■ **EXERCISE**:
Emit all the data exactly as provided.

■ **RECORDS PROVIDED**:
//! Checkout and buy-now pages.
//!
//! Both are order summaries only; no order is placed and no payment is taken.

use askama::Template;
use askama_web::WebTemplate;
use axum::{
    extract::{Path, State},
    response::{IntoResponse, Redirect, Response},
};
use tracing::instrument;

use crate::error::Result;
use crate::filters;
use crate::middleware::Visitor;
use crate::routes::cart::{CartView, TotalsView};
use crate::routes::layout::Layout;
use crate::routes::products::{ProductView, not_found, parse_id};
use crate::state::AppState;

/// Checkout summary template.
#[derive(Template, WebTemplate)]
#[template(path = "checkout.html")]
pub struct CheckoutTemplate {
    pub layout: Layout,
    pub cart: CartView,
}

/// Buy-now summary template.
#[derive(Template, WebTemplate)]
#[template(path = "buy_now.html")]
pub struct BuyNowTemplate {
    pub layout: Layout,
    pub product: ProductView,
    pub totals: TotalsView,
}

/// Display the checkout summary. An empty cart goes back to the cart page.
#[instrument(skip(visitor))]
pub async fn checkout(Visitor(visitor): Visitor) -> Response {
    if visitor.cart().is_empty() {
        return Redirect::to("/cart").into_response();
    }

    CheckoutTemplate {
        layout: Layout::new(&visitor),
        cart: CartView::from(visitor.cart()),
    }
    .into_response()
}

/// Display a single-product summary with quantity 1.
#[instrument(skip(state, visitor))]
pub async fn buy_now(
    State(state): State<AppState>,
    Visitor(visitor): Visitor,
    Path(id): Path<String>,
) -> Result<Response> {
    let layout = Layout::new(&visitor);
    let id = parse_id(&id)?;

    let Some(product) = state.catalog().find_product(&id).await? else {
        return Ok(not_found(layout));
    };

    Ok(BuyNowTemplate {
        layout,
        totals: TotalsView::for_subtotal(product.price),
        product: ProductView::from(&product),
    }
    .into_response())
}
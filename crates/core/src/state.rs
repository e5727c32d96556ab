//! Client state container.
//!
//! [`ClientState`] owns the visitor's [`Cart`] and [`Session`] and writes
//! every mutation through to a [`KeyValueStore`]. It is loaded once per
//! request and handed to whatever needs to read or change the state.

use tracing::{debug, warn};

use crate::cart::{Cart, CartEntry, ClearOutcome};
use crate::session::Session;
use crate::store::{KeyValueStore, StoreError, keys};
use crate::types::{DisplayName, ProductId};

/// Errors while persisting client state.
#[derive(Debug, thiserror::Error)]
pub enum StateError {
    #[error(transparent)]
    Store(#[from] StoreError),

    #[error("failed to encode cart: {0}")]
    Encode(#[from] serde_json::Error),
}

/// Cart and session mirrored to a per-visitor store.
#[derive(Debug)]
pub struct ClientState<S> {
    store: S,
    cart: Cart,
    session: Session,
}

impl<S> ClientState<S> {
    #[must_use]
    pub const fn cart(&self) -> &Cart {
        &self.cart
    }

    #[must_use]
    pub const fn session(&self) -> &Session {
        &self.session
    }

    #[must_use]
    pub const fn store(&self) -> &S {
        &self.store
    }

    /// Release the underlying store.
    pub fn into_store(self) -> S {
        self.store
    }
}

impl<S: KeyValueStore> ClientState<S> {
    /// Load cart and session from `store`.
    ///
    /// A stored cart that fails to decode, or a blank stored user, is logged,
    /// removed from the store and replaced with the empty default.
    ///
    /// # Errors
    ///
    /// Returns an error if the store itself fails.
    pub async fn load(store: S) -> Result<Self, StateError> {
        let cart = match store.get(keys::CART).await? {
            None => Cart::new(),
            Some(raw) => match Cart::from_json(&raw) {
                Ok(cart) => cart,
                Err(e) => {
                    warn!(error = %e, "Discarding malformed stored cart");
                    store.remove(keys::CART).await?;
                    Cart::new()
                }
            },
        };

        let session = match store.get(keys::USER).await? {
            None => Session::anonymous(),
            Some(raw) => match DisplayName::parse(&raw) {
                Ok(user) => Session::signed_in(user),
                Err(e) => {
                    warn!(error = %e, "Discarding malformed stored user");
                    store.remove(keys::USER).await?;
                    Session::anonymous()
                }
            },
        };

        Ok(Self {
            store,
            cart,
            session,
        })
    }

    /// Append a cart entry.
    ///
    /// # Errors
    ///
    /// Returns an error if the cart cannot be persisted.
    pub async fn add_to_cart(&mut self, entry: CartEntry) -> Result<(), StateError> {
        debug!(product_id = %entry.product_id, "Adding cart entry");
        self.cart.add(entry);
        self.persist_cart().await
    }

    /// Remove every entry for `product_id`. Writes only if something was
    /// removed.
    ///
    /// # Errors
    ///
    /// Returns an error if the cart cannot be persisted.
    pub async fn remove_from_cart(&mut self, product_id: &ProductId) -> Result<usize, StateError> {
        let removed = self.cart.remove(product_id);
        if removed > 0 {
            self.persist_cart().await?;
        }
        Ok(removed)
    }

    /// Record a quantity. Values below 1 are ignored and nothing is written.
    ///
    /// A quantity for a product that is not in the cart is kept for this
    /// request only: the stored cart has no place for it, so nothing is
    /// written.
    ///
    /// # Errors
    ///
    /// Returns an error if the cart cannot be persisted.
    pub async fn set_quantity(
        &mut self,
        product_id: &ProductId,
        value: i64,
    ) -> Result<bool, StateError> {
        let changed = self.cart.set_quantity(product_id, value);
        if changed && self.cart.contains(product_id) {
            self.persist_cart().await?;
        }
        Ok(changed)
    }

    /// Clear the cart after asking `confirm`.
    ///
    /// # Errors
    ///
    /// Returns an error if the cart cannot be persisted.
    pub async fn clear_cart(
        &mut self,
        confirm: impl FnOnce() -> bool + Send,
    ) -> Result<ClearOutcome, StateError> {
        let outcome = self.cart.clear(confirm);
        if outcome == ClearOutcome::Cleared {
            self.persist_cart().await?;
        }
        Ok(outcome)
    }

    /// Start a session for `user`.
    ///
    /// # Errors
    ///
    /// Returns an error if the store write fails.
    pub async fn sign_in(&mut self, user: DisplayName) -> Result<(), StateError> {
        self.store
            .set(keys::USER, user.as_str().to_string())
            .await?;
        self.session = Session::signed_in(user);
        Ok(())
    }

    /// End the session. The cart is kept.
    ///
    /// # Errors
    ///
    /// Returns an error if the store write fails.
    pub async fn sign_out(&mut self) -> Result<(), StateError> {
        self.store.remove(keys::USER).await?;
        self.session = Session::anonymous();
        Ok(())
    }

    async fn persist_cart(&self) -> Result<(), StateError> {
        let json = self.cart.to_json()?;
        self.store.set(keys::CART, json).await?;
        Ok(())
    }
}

■ **REPLY TO THE EXERCISE**:
//! Checkout and buy-now pages.
//!
//! Both are order summaries only; no order is placed and no payment is taken.

use askama::Template;
use askama_web::WebTemplate;
use axum::{
    extract::{Path, State},
    response::{IntoResponse, Redirect, Response},
};
use tracing::instrument;

use crate::error::Result;
use crate::filters;
use crate::middleware::Visitor;
use crate::routes::cart::{CartView, TotalsView};
use crate::routes::layout::Layout;
use crate::routes::products::{ProductView, not_found, parse_id};
use crate::state::AppState;

/// Checkout summary template.
#[derive(Template, WebTemplate)]
#[template(path = "checkout.html")]
pub struct CheckoutTemplate {
    pub layout: Layout,
    pub cart: CartView,
}

/// Buy-now summary template.
#[derive(Template, WebTemplate)]
#[template(path = "buy_now.html")]
pub struct BuyNowTemplate {
    pub layout: Layout,
    pub product: ProductView,
    pub totals: TotalsView,
}

/// Display the checkout summary. An empty cart goes back to the cart page.
#[instrument(skip(visitor))]
pub async fn checkout(Visitor(visitor): Visitor) -> Response {
    if visitor.cart().is_empty() {
        return Redirect::to("/cart").into_response();
    }

    CheckoutTemplate {
        layout: Layout::new(&visitor),
        cart: CartView::from(visitor.cart()),
    }
    .into_response()
}

/// Display a single-product summary with quantity 1.
#[instrument(skip(state, visitor))]
pub async fn buy_now(
    State(state): State<AppState>,
    Visitor(visitor): Visitor,
    Path(id): Path<String>,
) -> Result<Response> {
    let layout = Layout::new(&visitor);
    let id = parse_id(&id)?;

    let Some(product) = state.catalog().find_product(&id).await? else {
        return Ok(not_found(layout));
    };

    Ok(BuyNowTemplate {
        layout,
        totals: TotalsView::for_subtotal(product.price),
        product: ProductView::from(&product),
    }
    .into_response())
}
filename crates/core/src/state.rs
repository e5727c32d96556ab
//! Client state container.
//!
//! [`ClientState`] owns the visitor's [`Cart`] and [`Session`] and writes
//! every mutation through to a [`KeyValueStore`]. It is loaded once per
//! request and handed to whatever needs to read or change the state.

use tracing::{debug, warn};

use crate::cart::{Cart, CartEntry, ClearOutcome};
use crate::session::Session;
use crate::store::{KeyValueStore, StoreError, keys};
use crate::types::{DisplayName, ProductId};

/// Errors while persisting client state.
#[derive(Debug, thiserror::Error)]
pub enum StateError {
    #[error(transparent)]
    Store(#[from] StoreError),

    #[error("failed to encode cart: {0}")]
    Encode(#[from] serde_json::Error),
}

/// Cart and session mirrored to a per-visitor store.
#[derive(Debug)]
pub struct ClientState<S> {
    store: S,
    cart: Cart,
    session: Session,
}

impl<S> ClientState<S> {
    #[must_use]
    pub const fn cart(&self) -> &Cart {
        &self.cart
    }

    #[must_use]
    pub const fn session(&self) -> &Session {
        &self.session
    }

    #[must_use]
    pub const fn store(&self) -> &S {
        &self.store
    }

    /// Release the underlying store.
    pub fn into_store(self) -> S {
        self.store
    }
}

impl<S: KeyValueStore> ClientState<S> {
    /// Load cart and session from `store`.
    ///
    /// A stored cart that fails to decode, or a blank stored user, is logged,
    /// removed from the store and replaced with the empty default.
    ///
    /// # Errors
    ///
    /// Returns an error if the store itself fails.
    pub async fn load(store: S) -> Result<Self, StateError> {
        let cart = match store.get(keys::CART).await? {
            None => Cart::new(),
            Some(raw) => match Cart::from_json(&raw) {
                Ok(cart) => cart,
                Err(e) => {
                    warn!(error = %e, "Discarding malformed stored cart");
                    store.remove(keys::CART).await?;
                    Cart::new()
                }
            },
        };

        let session = match store.get(keys::USER).await? {
            None => Session::anonymous(),
            Some(raw) => match DisplayName::parse(&raw) {
                Ok(user) => Session::signed_in(user),
                Err(e) => {
                    warn!(error = %e, "Discarding malformed stored user");
                    store.remove(keys::USER).await?;
                    Session::anonymous()
                }
            },
        };

        Ok(Self {
            store,
            cart,
            session,
        })
    }

    /// Append a cart entry.
    ///
    /// # Errors
    ///
    /// Returns an error if the cart cannot be persisted.
    pub async fn add_to_cart(&mut self, entry: CartEntry) -> Result<(), StateError> {
        debug!(product_id = %entry.product_id, "Adding cart entry");
        self.cart.add(entry);
        self.persist_cart().await
    }

    /// Remove every entry for `product_id`. Writes only if something was
    /// removed.
    ///
    /// # Errors
    ///
    /// Returns an error if the cart cannot be persisted.
    pub async fn remove_from_cart(&mut self, product_id: &ProductId) -> Result<usize, StateError> {
        let removed = self.cart.remove(product_id);
        if removed > 0 {
            self.persist_cart().await?;
        }
        Ok(removed)
    }

    /// Record a quantity. Values below 1 are ignored and nothing is written.
    ///
    /// A quantity for a product that is not in the cart is kept for this
    /// request only: the stored cart has no place for it, so nothing is
    /// written.
    ///
    /// # Errors
    ///
    /// Returns an error if the cart cannot be persisted.
    pub async fn set_quantity(
        &mut self,
        product_id: &ProductId,
        value: i64,
    ) -> Result<bool, StateError> {
        let changed = self.cart.set_quantity(product_id, value);
        if changed && self.cart.contains(product_id) {
            self.persist_cart().await?;
        }
        Ok(changed)
    }

    /// Clear the cart after asking `confirm`.
    ///
    /// # Errors
    ///
    /// Returns an error if the cart cannot be persisted.
    pub async fn clear_cart(
        &mut self,
        confirm: impl FnOnce() -> bool + Send,
    ) -> Result<ClearOutcome, StateError> {
        let outcome = self.cart.clear(confirm);
        if outcome == ClearOutcome::Cleared {
            self.persist_cart().await?;
        }
        Ok(outcome)
    }

    /// Start a session for `user`.
    ///
    /// # Errors
    ///
    /// Returns an error if the store write fails.
    pub async fn sign_in(&mut self, user: DisplayName) -> Result<(), StateError> {
        self.store
            .set(keys::USER, user.as_str().to_string())
            .await?;
        self.session = Session::signed_in(user);
        Ok(())
    }

    /// End the session. The cart is kept.
    ///
    /// # Errors
    ///
    /// Returns an error if the store write fails.
    pub async fn sign_out(&mut self) -> Result<(), StateError> {
        self.store.remove(keys::USER).await?;
        self.session = Session::anonymous();
        Ok(())
    }

    async fn persist_cart(&self) -> Result<(), StateError> {
        let json = self.cart.to_json()?;
        self.store.set(keys::CART, json).await?;
        Ok(())
    }
}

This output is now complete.